The same reasoning applies when a city charter, rather than a statute, provides that employees are terminable at will. One who contracts with a municipality is charged with knowledge of its limitations and restrictions in making contracts. The existing law, including the city charter, becomes a part of the contract. Keeling v. City of Grand Junction, 689 P.2d 679 (Colo.App.1984). Further, a municipal corporation cannot be obligated upon an alleged implied contract which is contrary to charter provisions. 10A E. McQuillen, Municipal Corporations § 28.111.10 at 103 (G. O'Gradney & C. Miller 3d ed. 1990 Rev.). Accordingly, as probationary firefighters, plaintiffs remained terminable at will under Denver City Charter § C5.69 despite any express or implied statements to the contrary by defendants.
Nor did plaintiffs state a claim for negligence.
City Charter provisions and Civil Service Commission regulations are the basis of the asserted duty of care. These provisions are incorporated in plaintiffs' employment contracts, see Keeling v. City of Grand Junction, supra; Colorado Investment Services, Inc. v. City of Westminster, 636 P.2d 1316 (Colo.App.1981), *477 and we read the complaint to allege a negligent breach of a contractual duty to conduct examinations properly, resulting in dismissal.
Generally, there is no cause of action in tort for negligent breach of contractual duty resulting in purely economic damages; a claim for economic loss on a contract should not be translated into a tort action to avoid some obstacle to recovery on a contract theory. Jardel Enterprises, Inc. v. Triconsultants, Inc., 770 P.2d 1301 (Colo.App.1988). Accordingly, there is no cause of action for negligent termination of employment. Wing v. JMB Property Management Corp., 714 P.2d 916 (Colo.App.1985).
Here, plaintiffs' loss was purely economic. They cannot recover in negligence for the emotional distress alleged in their complaint because they were not subject to an unreasonable risk of bodily harm. See Towns v. Anderson, 195 Colo. 517, 579 P.2d 1163 (1978); Kimelman v. City of Colorado Springs, 775 P.2d 51 (Colo.App.1988). Thus, plaintiffs failed to state a claim for negligence.
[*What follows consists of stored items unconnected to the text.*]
//! Integration tests for readmekit-tui
//!
//! These tests exercise the full application flow end-to-end without a
//! terminal: picking blocks, reordering, editing, exporting and previewing.

use crossterm::event::{KeyCode, KeyEvent, KeyModifiers};
use pretty_assertions::assert_eq;
use readmekit_core::export::ExportSink;
use readmekit_core::{BlockTemplate, Catalog, Category, Config, SinkError};
use readmekit_tui::app::{Focus, StatusKind};
use readmekit_tui::input::{handle_input, Action};
use readmekit_tui::App;
use tempfile::TempDir;

const VIEWPORT: usize = 20;

/// Catalog with a few small blocks in a known order
fn test_catalog() -> Catalog {
    Catalog::from_templates(vec![
        BlockTemplate::new("Title", Category::Project, "# Title\n"),
        BlockTemplate::new("Install", Category::Project, "## Install\n"),
        BlockTemplate::new("License", Category::Project, "## License\n"),
        BlockTemplate::new("About Me", Category::Personal, "## About Me\n"),
    ])
}

fn create_test_app() -> App {
    App::new(Config::default(), test_catalog())
}

fn press(app: &mut App, code: KeyCode) -> Action {
    handle_input(app, KeyEvent::new(code, KeyModifiers::NONE), VIEWPORT)
        .expect("input handling failed")
}

fn press_all(app: &mut App, codes: &[KeyCode]) {
    for &code in codes {
        press(app, code);
    }
}

/// Add Title, Install and License in catalog order
fn app_with_three_blocks() -> App {
    let mut app = create_test_app();
    press_all(
        &mut app,
        &[
            KeyCode::Char('a'),
            KeyCode::Char('j'),
            KeyCode::Char('a'),
            KeyCode::Char('j'),
            KeyCode::Char('a'),
        ],
    );
    app.process_changes();
    app
}

struct FailingSink;

impl ExportSink for FailingSink {
    fn describe(&self) -> String {
        "nowhere".to_string()
    }

    fn export(&mut self, _markdown: &str) -> Result<(), SinkError> {
        Err(SinkError::Rejected("sink is broken".to_string()))
    }
}

#[test]
fn integration_app_initialization() {
    let app = create_test_app();

    assert!(!app.should_quit);
    assert!(!app.show_help);
    assert!(app.composition.is_empty());
    assert_eq!(app.focus, Focus::Catalog);
    assert_eq!(app.visible_templates().len(), 4);
    assert_eq!(app.markdown(), "");
}

#[test]
fn integration_add_blocks_in_order() {
    let app = app_with_three_blocks();

    assert_eq!(app.markdown(), "# Title\n## Install\n## License\n");
    assert_eq!(app.composition.rev(), 3);
    assert_eq!(app.selected_block().map(|b| b.name()), Some("License"));
}

#[test]
fn integration_same_template_twice_gets_distinct_ids() {
    let mut app = create_test_app();
    press_all(&mut app, &[KeyCode::Enter, KeyCode::Enter]);

    let ids = app.composition.ids();
    assert_eq!(ids.len(), 2);
    assert_ne!(ids[0], ids[1]);
    assert_eq!(app.markdown(), "# Title\n# Title\n");
}

#[test]
fn integration_move_with_shift_keys() {
    let mut app = app_with_three_blocks();
    press_all(
        &mut app,
        &[KeyCode::Tab, KeyCode::Char('K'), KeyCode::Char('K')],
    );

    assert_eq!(app.markdown(), "## License\n# Title\n## Install\n");
    assert_eq!(app.block_selected, 0);

    // Already at the top: nothing changes
    let rev = app.composition.rev();
    press(&mut app, KeyCode::Char('K'));
    assert_eq!(app.composition.rev(), rev);
}

#[test]
fn integration_grab_commits_one_move() {
    let mut app = app_with_three_blocks();
    press_all(&mut app, &[KeyCode::Tab, KeyCode::Char('m')]);
    let rev = app.composition.rev();

    press_all(&mut app, &[KeyCode::Char('k'), KeyCode::Char('k')]);
    // Pending target is only a preview
    assert_eq!(app.composition.rev(), rev);
    assert_eq!(
        app.display_blocks().iter().map(|b| b.name()).collect::<Vec<_>>(),
        vec!["License", "Title", "Install"]
    );

    press(&mut app, KeyCode::Enter);
    assert!(app.grab.is_none());
    assert_eq!(app.composition.rev(), rev + 1);
    assert_eq!(app.markdown(), "## License\n# Title\n## Install\n");
}

#[test]
fn integration_grab_cancel_leaves_composition_untouched() {
    let mut app = app_with_three_blocks();
    let before = app.composition.snapshot();

    press_all(
        &mut app,
        &[
            KeyCode::Tab,
            KeyCode::Char('m'),
            KeyCode::Char('k'),
            KeyCode::Char('k'),
            KeyCode::Esc,
        ],
    );

    assert!(app.grab.is_none());
    assert_eq!(app.composition.snapshot(), before);
    assert_eq!(app.block_selected, 2);
}

#[test]
fn integration_remove_block() {
    let mut app = app_with_three_blocks();
    press_all(&mut app, &[KeyCode::Tab, KeyCode::Char('k'), KeyCode::Char('d')]);
    app.process_changes();

    assert_eq!(app.markdown(), "# Title\n## License\n");
    assert_eq!(app.selected_block().map(|b| b.name()), Some("License"));

    // Removing the rest clamps the selection
    press_all(&mut app, &[KeyCode::Char('d'), KeyCode::Char('d')]);
    app.process_changes();
    assert!(app.composition.is_empty());
    assert_eq!(app.block_selected, 0);

    // Nothing left to remove
    press(&mut app, KeyCode::Char('d'));
    assert_eq!(
        app.status.as_ref().map(|s| (s.kind, s.text.as_str())),
        Some((StatusKind::Info, "No block selected"))
    );
}

#[test]
fn integration_edit_and_reset_block() {
    let mut app = app_with_three_blocks();
    press(&mut app, KeyCode::Tab);

    let Action::EditBlock(id) = press(&mut app, KeyCode::Char('e')) else {
        panic!("expected an edit request");
    };
    app.set_block_content(id, "## License\n\nMIT\n".to_string())
        .expect("block exists");
    assert_eq!(app.markdown(), "# Title\n## Install\n## License\n\nMIT\n");
    assert!(app.selected_block().is_some_and(|b| b.is_modified()));

    press(&mut app, KeyCode::Char('r'));
    assert_eq!(app.markdown(), "# Title\n## Install\n## License\n");
}

#[test]
fn integration_category_filter() {
    let mut app = create_test_app();

    press(&mut app, KeyCode::Char('c'));
    assert_eq!(app.category_filter, Some(Category::Project));
    assert_eq!(app.visible_templates().len(), 3);

    press(&mut app, KeyCode::Char('c'));
    assert_eq!(app.category_filter, Some(Category::Personal));
    press(&mut app, KeyCode::Char('a'));
    assert_eq!(app.markdown(), "## About Me\n");

    press(&mut app, KeyCode::Char('c'));
    assert_eq!(app.category_filter, None);
}

#[test]
fn integration_save_readme() {
    let dir = TempDir::new().expect("Failed to create temp dir");
    let mut app = app_with_three_blocks().with_output_dir(dir.path());

    press(&mut app, KeyCode::Char('w'));

    let written = std::fs::read_to_string(dir.path().join("README.md")).expect("README written");
    assert_eq!(written, "# Title\n## Install\n## License\n");
    assert_eq!(
        app.status.as_ref().map(|s| (s.kind, s.text.as_str())),
        Some((StatusKind::Success, "Saved README.md"))
    );
    assert!(app.status.as_ref().is_some_and(|s| s.expires_at.is_some()));
}

#[test]
fn integration_save_to_missing_directory_fails_softly() {
    let dir = TempDir::new().expect("Failed to create temp dir");
    let mut app = app_with_three_blocks().with_output_dir(dir.path().join("missing"));
    let before = app.composition.snapshot();

    assert!(app.save().is_none());
    assert_eq!(app.status.as_ref().map(|s| s.kind), Some(StatusKind::Error));
    assert_eq!(app.composition.snapshot(), before);
}

#[test]
fn integration_failing_sink_keeps_composition() {
    let mut app = app_with_three_blocks();
    let before = app.composition.snapshot();

    let report = app.export_to(&mut FailingSink, "Copied");

    assert!(report.is_none());
    assert_eq!(app.composition.snapshot(), before);
    let status = app.status.as_ref().expect("status message set");
    assert_eq!(status.kind, StatusKind::Error);
    assert!(status.text.contains("sink is broken"));
}

#[test]
fn integration_preview_follows_revision() {
    let mut app = app_with_three_blocks();

    let first: Vec<String> = app.preview_lines().iter().map(|l| l.to_string()).collect();
    assert_eq!(first, vec!["# Title", "", "## Install", "", "## License"]);

    press_all(&mut app, &[KeyCode::Tab, KeyCode::Char('d')]);
    assert!(app.process_changes());

    let second: Vec<String> = app.preview_lines().iter().map(|l| l.to_string()).collect();
    assert_eq!(second, vec!["# Title", "", "## Install"]);

    // Nothing new since the last drain
    assert!(!app.process_changes());
}

#[test]
fn integration_theme_toggle_keeps_document() {
    let mut app = app_with_three_blocks();
    let markdown = app.markdown();

    press(&mut app, KeyCode::Char('t'));
    assert_eq!(app.theme_variant, readmekit_core::config::ThemeVariant::Light);
    assert!(!app.preview_lines().is_empty());
    assert_eq!(app.markdown(), markdown);
}

#[test]
fn integration_outline() {
    let app = app_with_three_blocks();
    let outline = app.outline();

    let texts: Vec<_> = outline.iter().map(|h| (h.level, h.text.as_str())).collect();
    assert_eq!(texts, vec![(1, "Title"), (2, "Install"), (2, "License")]);
    assert_eq!(outline[1].anchor, "install");
}

#[test]
fn integration_help_swallows_keys() {
    let mut app = app_with_three_blocks();
    let rev = app.composition.rev();

    press(&mut app, KeyCode::Char('?'));
    assert!(app.show_help);
    press_all(&mut app, &[KeyCode::Tab, KeyCode::Char('d')]);
    assert_eq!(app.composition.rev(), rev);

    press(&mut app, KeyCode::Esc);
    assert!(!app.show_help);
}

#[test]
fn integration_quit() {
    let mut app = create_test_app();
    assert_eq!(press(&mut app, KeyCode::Char('q')), Action::Quit);
    assert!(app.should_quit);
}
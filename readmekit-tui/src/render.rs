//! Live preview rendering and caching

use crate::theme::Theme;
use pulldown_cmark::{Event, Options, Parser, Tag, TagEnd};
use ratatui::style::{Modifier, Style};
use ratatui::text::{Line, Span};
use readmekit_core::config::ThemeVariant;
use std::num::NonZeroUsize;

const CACHE_SIZE: NonZeroUsize = match NonZeroUsize::new(8) {
    Some(n) => n,
    None => panic!("cache size must be non-zero"),
};

/// Key for render cache
#[derive(Hash, PartialEq, Eq, Clone, Copy, Debug)]
pub struct RenderKey {
    pub rev: u64,
    pub theme: ThemeVariant,
}

/// LRU cache of rendered previews, one entry per composition revision and theme
pub struct PreviewCache {
    cache: lru::LruCache<RenderKey, Vec<Line<'static>>>,
}

impl PreviewCache {
    pub fn new() -> Self {
        Self {
            cache: lru::LruCache::new(CACHE_SIZE),
        }
    }

    /// Rendered lines for `key`, rendering `source()` on a miss
    pub fn lines(
        &mut self,
        key: RenderKey,
        theme: &Theme,
        source: impl FnOnce() -> String,
    ) -> &[Line<'static>] {
        if !self.cache.contains(&key) {
            let lines = render_markdown(&source(), theme);
            self.cache.put(key, lines);
        }
        self.cache.get(&key).map(Vec::as_slice).unwrap_or(&[])
    }

    pub fn contains(&self, key: &RenderKey) -> bool {
        self.cache.contains(key)
    }
}

impl Default for PreviewCache {
    fn default() -> Self {
        Self::new()
    }
}

/// Convert Markdown into styled terminal lines
pub fn render_markdown(markdown: &str, theme: &Theme) -> Vec<Line<'static>> {
    let mut renderer = Renderer::new(theme);
    let options = Options::ENABLE_TABLES | Options::ENABLE_STRIKETHROUGH | Options::ENABLE_TASKLISTS;
    for event in Parser::new_ext(markdown, options) {
        renderer.event(event);
    }
    renderer.finish()
}

struct Renderer<'t> {
    theme: &'t Theme,
    lines: Vec<Line<'static>>,
    spans: Vec<Span<'static>>,
    heading_level: Option<usize>,
    in_code_block: bool,
    in_link: bool,
    in_image: bool,
    bold: bool,
    italic: bool,
    strike: bool,
    quote_depth: usize,
    /// One entry per open list: next number for ordered lists
    lists: Vec<Option<u64>>,
}

impl<'t> Renderer<'t> {
    fn new(theme: &'t Theme) -> Self {
        Self {
            theme,
            lines: Vec::new(),
            spans: Vec::new(),
            heading_level: None,
            in_code_block: false,
            in_link: false,
            in_image: false,
            bold: false,
            italic: false,
            strike: false,
            quote_depth: 0,
            lists: Vec::new(),
        }
    }

    fn event(&mut self, event: Event<'_>) {
        match event {
            Event::Start(tag) => self.start(tag),
            Event::End(tag) => self.end(tag),
            Event::Text(text) => self.text(&text),
            Event::Code(code) => self.spans.push(Span::styled(code.to_string(), self.theme.code)),
            // Block HTML arrives one source line per event
            Event::Html(html) => {
                self.spans.push(Span::styled(html.trim_end().to_string(), self.theme.muted));
                self.flush();
            }
            Event::InlineHtml(html) => {
                self.spans.push(Span::styled(html.to_string(), self.theme.muted));
            }
            Event::SoftBreak | Event::HardBreak => self.flush(),
            Event::Rule => {
                self.flush();
                self.lines.push(Line::styled("─".repeat(40), self.theme.muted));
                self.blank();
            }
            Event::TaskListMarker(done) => {
                let marker = if done { "[x] " } else { "[ ] " };
                self.spans.push(Span::styled(marker, self.theme.list_marker));
            }
            _ => {}
        }
    }

    fn start(&mut self, tag: Tag<'_>) {
        match tag {
            Tag::Heading { level, .. } => {
                self.flush();
                let level = level as usize;
                self.heading_level = Some(level);
                self.spans.push(Span::styled(
                    format!("{} ", "#".repeat(level)),
                    self.heading_style(level),
                ));
            }
            Tag::CodeBlock(_) => {
                self.flush();
                self.in_code_block = true;
            }
            Tag::BlockQuote(_) => {
                self.flush();
                self.quote_depth += 1;
            }
            Tag::List(start) => {
                self.flush();
                self.lists.push(start);
            }
            Tag::Item => {
                self.flush();
                let depth = self.lists.len().saturating_sub(1);
                let marker = match self.lists.last_mut() {
                    Some(Some(n)) => {
                        let marker = format!("{}. ", n);
                        *n += 1;
                        marker
                    }
                    _ => "• ".to_string(),
                };
                self.spans.push(Span::raw("  ".repeat(depth)));
                self.spans.push(Span::styled(marker, self.theme.list_marker));
            }
            Tag::Strong => self.bold = true,
            Tag::Emphasis => self.italic = true,
            Tag::Strikethrough => self.strike = true,
            Tag::Link { .. } => self.in_link = true,
            Tag::Image { .. } => {
                self.in_image = true;
                self.spans.push(Span::styled("[image: ", self.theme.muted));
            }
            _ => {}
        }
    }

    fn end(&mut self, tag: TagEnd) {
        match tag {
            TagEnd::Heading(_) => {
                self.heading_level = None;
                self.flush();
                self.blank();
            }
            TagEnd::Paragraph => {
                self.flush();
                if self.lists.is_empty() {
                    self.blank();
                }
            }
            TagEnd::BlockQuote(_) => {
                self.flush();
                self.quote_depth = self.quote_depth.saturating_sub(1);
                self.blank();
            }
            TagEnd::HtmlBlock => {
                self.flush();
                self.blank();
            }
            TagEnd::CodeBlock => {
                self.in_code_block = false;
                self.flush();
                self.blank();
            }
            TagEnd::List(_) => {
                self.flush();
                self.lists.pop();
                if self.lists.is_empty() {
                    self.blank();
                }
            }
            TagEnd::Item => self.flush(),
            TagEnd::Strong => self.bold = false,
            TagEnd::Emphasis => self.italic = false,
            TagEnd::Strikethrough => self.strike = false,
            TagEnd::Link => self.in_link = false,
            TagEnd::Image => {
                self.in_image = false;
                self.spans.push(Span::styled("]", self.theme.muted));
            }
            TagEnd::TableCell => self.spans.push(Span::styled(" │ ", self.theme.muted)),
            TagEnd::TableHead | TagEnd::TableRow => self.flush(),
            TagEnd::Table => {
                self.flush();
                self.blank();
            }
            _ => {}
        }
    }

    fn text(&mut self, text: &str) {
        if self.in_code_block {
            for line in text.lines() {
                self.spans.push(Span::styled(format!("  {}", line), self.theme.code));
                self.flush();
            }
            return;
        }

        let style = self.text_style();
        for (i, part) in text.split('\n').enumerate() {
            if i > 0 {
                self.flush();
            }
            if !part.is_empty() {
                self.spans.push(Span::styled(part.to_string(), style));
            }
        }
    }

    fn text_style(&self) -> Style {
        if let Some(level) = self.heading_level {
            return self.heading_style(level);
        }
        if self.in_link || self.in_image {
            return self.theme.link;
        }

        let mut style = if self.quote_depth > 0 {
            self.theme.quote
        } else {
            self.theme.base
        };
        if self.bold {
            style = style.add_modifier(Modifier::BOLD);
        }
        if self.italic {
            style = style.add_modifier(Modifier::ITALIC);
        }
        if self.strike {
            style = style.add_modifier(Modifier::CROSSED_OUT);
        }
        style
    }

    fn heading_style(&self, level: usize) -> Style {
        self.theme.heading[level.clamp(1, 6) - 1]
    }

    fn flush(&mut self) {
        if self.spans.is_empty() {
            return;
        }
        let mut spans = Vec::with_capacity(self.spans.len() + 1);
        if self.quote_depth > 0 {
            spans.push(Span::styled("│ ".repeat(self.quote_depth), self.theme.quote));
        }
        spans.append(&mut self.spans);
        self.lines.push(Line::from(spans));
    }

    /// Add a separating empty line unless one is already there
    fn blank(&mut self) {
        if self.lines.last().is_some_and(|line| line.width() > 0) {
            self.lines.push(Line::default());
        }
    }

    fn finish(mut self) -> Vec<Line<'static>> {
        self.flush();
        while self.lines.last().is_some_and(|line| line.width() == 0) {
            self.lines.pop();
        }
        self.lines
    }
}
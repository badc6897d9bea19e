//! Error types for composition and export

use std::io;
use std::path::PathBuf;
use thiserror::Error;

use crate::composition::BlockId;

/// Errors raised by composition operations.
///
/// These are local correctness violations: the caller referenced a block or a
/// position that does not exist. The composition is left untouched.
#[derive(Debug, Clone, PartialEq, Eq, Error)]
pub enum CompositionError {
    #[error("block {0} is not part of the composition")]
    NotFound(BlockId),

    #[error("index {index} is out of range for a composition of {len} blocks")]
    OutOfRange { index: usize, len: usize },
}

/// Errors raised when an export destination rejects the document.
#[derive(Debug, Error)]
pub enum SinkError {
    #[error("export destination unavailable: {0}")]
    Unavailable(String),

    #[error("export destination rejected the write: {0}")]
    Rejected(String),

    #[error("failed to write {}: {source}", path.display())]
    Io {
        path: PathBuf,
        #[source]
        source: io::Error,
    },
}

pub type CompositionResult<T> = Result<T, CompositionError>;
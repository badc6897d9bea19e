//! Theme system for dark/light modes

use ratatui::style::{Color, Modifier, Style};
use readmekit_core::config::ThemeVariant;

/// Theme definition
#[derive(Clone, Debug)]
pub struct Theme {
    pub base: Style,
    pub heading: [Style; 6],
    pub code: Style,
    pub link: Style,
    pub list_marker: Style,
    pub quote: Style,
    pub muted: Style,
    pub modified: Style,
    pub border: Color,
    pub border_focused: Color,
    pub selected: Style,
    pub grabbed: Style,
    pub status_bar_fg: Color,
    pub status_bar_bg: Color,
    pub notice_ok: Style,
    pub notice_err: Style,
}

impl Theme {
    /// Create a theme for the given variant
    pub fn for_variant(variant: ThemeVariant) -> Self {
        match variant {
            ThemeVariant::Dark => Self::dark(),
            ThemeVariant::Light => Self::light(),
        }
    }

    /// Dark theme (default)
    pub fn dark() -> Self {
        Self {
            base: Style::default().fg(Color::White),
            heading: [
                Style::default().fg(Color::LightBlue).add_modifier(Modifier::BOLD),
                Style::default().fg(Color::LightCyan).add_modifier(Modifier::BOLD),
                Style::default().fg(Color::LightGreen).add_modifier(Modifier::BOLD),
                Style::default().fg(Color::LightYellow).add_modifier(Modifier::BOLD),
                Style::default().fg(Color::LightMagenta).add_modifier(Modifier::BOLD),
                Style::default().fg(Color::Gray).add_modifier(Modifier::BOLD),
            ],
            code: Style::default().fg(Color::Yellow),
            link: Style::default().fg(Color::Cyan).add_modifier(Modifier::UNDERLINED),
            list_marker: Style::default().fg(Color::LightRed),
            quote: Style::default().fg(Color::Gray).add_modifier(Modifier::ITALIC),
            muted: Style::default().fg(Color::DarkGray),
            modified: Style::default().fg(Color::LightYellow),
            border: Color::DarkGray,
            border_focused: Color::LightCyan,
            selected: Style::default()
                .fg(Color::Black)
                .bg(Color::LightCyan)
                .add_modifier(Modifier::BOLD),
            grabbed: Style::default()
                .fg(Color::Black)
                .bg(Color::LightYellow)
                .add_modifier(Modifier::BOLD),
            status_bar_fg: Color::Black,
            status_bar_bg: Color::LightBlue,
            notice_ok: Style::default().fg(Color::Black).bg(Color::LightGreen),
            notice_err: Style::default().fg(Color::White).bg(Color::Red),
        }
    }

    /// Light theme
    pub fn light() -> Self {
        Self {
            base: Style::default().fg(Color::Black),
            heading: [
                Style::default().fg(Color::Blue).add_modifier(Modifier::BOLD),
                Style::default().fg(Color::Cyan).add_modifier(Modifier::BOLD),
                Style::default().fg(Color::Green).add_modifier(Modifier::BOLD),
                Style::default()
                    .fg(Color::Rgb(150, 100, 0))
                    .add_modifier(Modifier::BOLD), // Dark yellow
                Style::default().fg(Color::Magenta).add_modifier(Modifier::BOLD),
                Style::default().fg(Color::DarkGray).add_modifier(Modifier::BOLD),
            ],
            code: Style::default().fg(Color::Rgb(150, 75, 0)), // Orange-brown
            link: Style::default().fg(Color::Blue).add_modifier(Modifier::UNDERLINED),
            list_marker: Style::default().fg(Color::Red),
            quote: Style::default()
                .fg(Color::DarkGray)
                .add_modifier(Modifier::ITALIC),
            muted: Style::default().fg(Color::Gray),
            modified: Style::default().fg(Color::Rgb(150, 100, 0)),
            border: Color::Gray,
            border_focused: Color::Blue,
            selected: Style::default()
                .fg(Color::White)
                .bg(Color::Blue)
                .add_modifier(Modifier::BOLD),
            grabbed: Style::default()
                .fg(Color::Black)
                .bg(Color::Yellow)
                .add_modifier(Modifier::BOLD),
            status_bar_fg: Color::White,
            status_bar_bg: Color::Blue,
            notice_ok: Style::default().fg(Color::White).bg(Color::Green),
            notice_err: Style::default().fg(Color::White).bg(Color::Red),
        }
    }
}
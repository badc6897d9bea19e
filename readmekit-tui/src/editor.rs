//! External editor integration for block content

use anyhow::{Context, Result};
use readmekit_core::config::EditorConfig;
use readmekit_core::outline;
use std::io::Write;
use std::path::Path;
use std::process::Command;

/// Resolve the editor command from config or environment
pub fn resolve_editor_command(config_command: &str) -> String {
    if config_command == "$EDITOR" {
        std::env::var("VISUAL")
            .or_else(|_| std::env::var("EDITOR"))
            .unwrap_or_else(|_| {
                // Fallback chain: nvim -> vim -> nano
                if which("nvim") {
                    "nvim".to_string()
                } else if which("vim") {
                    "vim".to_string()
                } else {
                    "nano".to_string()
                }
            })
    } else {
        config_command.to_string()
    }
}

/// Check if a command exists in PATH
fn which(command: &str) -> bool {
    Command::new("which")
        .arg(command)
        .output()
        .map(|output| output.status.success())
        .unwrap_or(false)
}

/// Expand template variables in editor arguments
pub fn expand_template(template: &str, file_path: &Path, line: usize) -> String {
    let file_str = file_path.to_string_lossy();
    template
        .replace("{file}", &file_str)
        .replace("{line}", &line.to_string())
}

/// Launch an external editor with the given file
pub fn launch_editor(command: &str, args: &[String], file_path: &Path, line: usize) -> Result<()> {
    // The caller is responsible for suspending and restoring the terminal
    let expanded_args: Vec<String> = args
        .iter()
        .map(|arg| expand_template(arg, file_path, line))
        .collect();

    let status = Command::new(command)
        .args(&expanded_args)
        .status()
        .with_context(|| format!("Failed to launch editor: {}", command))?;

    if !status.success() {
        anyhow::bail!("Editor exited with status: {}", status);
    }

    Ok(())
}

/// One-based line the editor should open at: the block's first heading, if any
pub fn start_line(content: &str) -> usize {
    outline::extract_headings(content)
        .first()
        .map_or(1, |heading| heading.line + 1)
}

/// Edit `content` in the configured editor through a temporary file.
///
/// Returns `None` when the text came back unchanged.
pub fn edit_content(config: &EditorConfig, content: &str) -> Result<Option<String>> {
    let mut file = tempfile::Builder::new()
        .prefix("readmekit-")
        .suffix(".md")
        .tempfile()
        .context("Failed to create temporary file for editing")?;
    file.write_all(content.as_bytes())
        .context("Failed to write block to temporary file")?;
    file.flush()?;

    let command = resolve_editor_command(&config.command);
    launch_editor(&command, &config.args, file.path(), start_line(content))?;

    let edited = std::fs::read_to_string(file.path())
        .with_context(|| format!("Failed to read edited block: {}", file.path().display()))?;

    if edited == content {
        Ok(None)
    } else {
        Ok(Some(edited))
    }
}
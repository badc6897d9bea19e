//! readmekit TUI - Terminal user interface components
//!
//! This crate contains all ratatui/crossterm integration:
//! - App state on top of the core composition store
//! - Event loop and input handling
//! - Live preview rendering, outline and status bar
//! - External editor hand-off
//! - Theme system

pub mod app;
pub mod editor;
pub mod input;
pub mod render;
pub mod terminal;
pub mod theme;
pub mod ui;

use anyhow::{Context, Result};
use crossterm::event::{Event, KeyEventKind};
use readmekit_core::composition::BlockId;
use std::time::{Duration, Instant};

// Re-export main types
pub use app::App;

/// Run the TUI application
pub fn run(mut app: App) -> Result<()> {
    let mut terminal = terminal::init().context("Failed to initialize terminal")?;

    // Main event loop
    let result = run_loop(&mut terminal, &mut app);

    // Always restore terminal, even if run_loop fails
    terminal::restore().context("Failed to restore terminal")?;

    result
}

fn run_loop(terminal: &mut terminal::Tui, app: &mut App) -> Result<()> {
    loop {
        app.process_changes();
        app.expire_status(Instant::now());

        let viewport_height = ui::preview_viewport_height(terminal.size()?.height);

        terminal
            .draw(|frame| ui::draw(frame, app))
            .context("Failed to draw frame")?;

        if app.should_quit {
            break;
        }

        // Poll with a timeout so timed status messages expire while idle
        if crossterm::event::poll(Duration::from_millis(100)).context("Failed to poll events")? {
            if let Event::Key(key) = crossterm::event::read().context("Failed to read event")? {
                // Only handle key press events, ignore release
                if key.kind == KeyEventKind::Press {
                    match input::handle_input(app, key, viewport_height)? {
                        input::Action::EditBlock(id) => {
                            if let Err(e) = terminal::suspend(terminal, || edit_block(app, id))? {
                                log::warn!("editing block {} failed: {:#}", id, e);
                                app.set_error_message(format!("Editor error: {}", e));
                            }
                        }
                        input::Action::Quit | input::Action::Continue => {}
                    }
                }
            }
        }
    }

    Ok(())
}

/// Hand a block's content to the external editor and store the result
fn edit_block(app: &mut App, id: BlockId) -> Result<()> {
    let Some(block) = app.composition.get(id) else {
        return Ok(());
    };
    let name = block.name().to_string();

    match editor::edit_content(&app.config.editor, &block.content)? {
        Some(content) => {
            app.set_block_content(id, content)?;
            app.set_success_message(format!("Updated {}", name));
        }
        None => app.set_info_message(format!("{} unchanged", name)),
    }
    Ok(())
}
As we read the complaint, the claims for injunctive relief, declaratory relief, and damages were all based on contract and negligence theories. Accordingly, we conclude that these claims were properly dismissed, although not for the reasons stated by the trial court.
In light of the foregoing disposition, the claims against subsequently appointed firefighters are moot.
The judgment is affirmed.
STERNBERG, C.J., and BRIGGS, J., concur.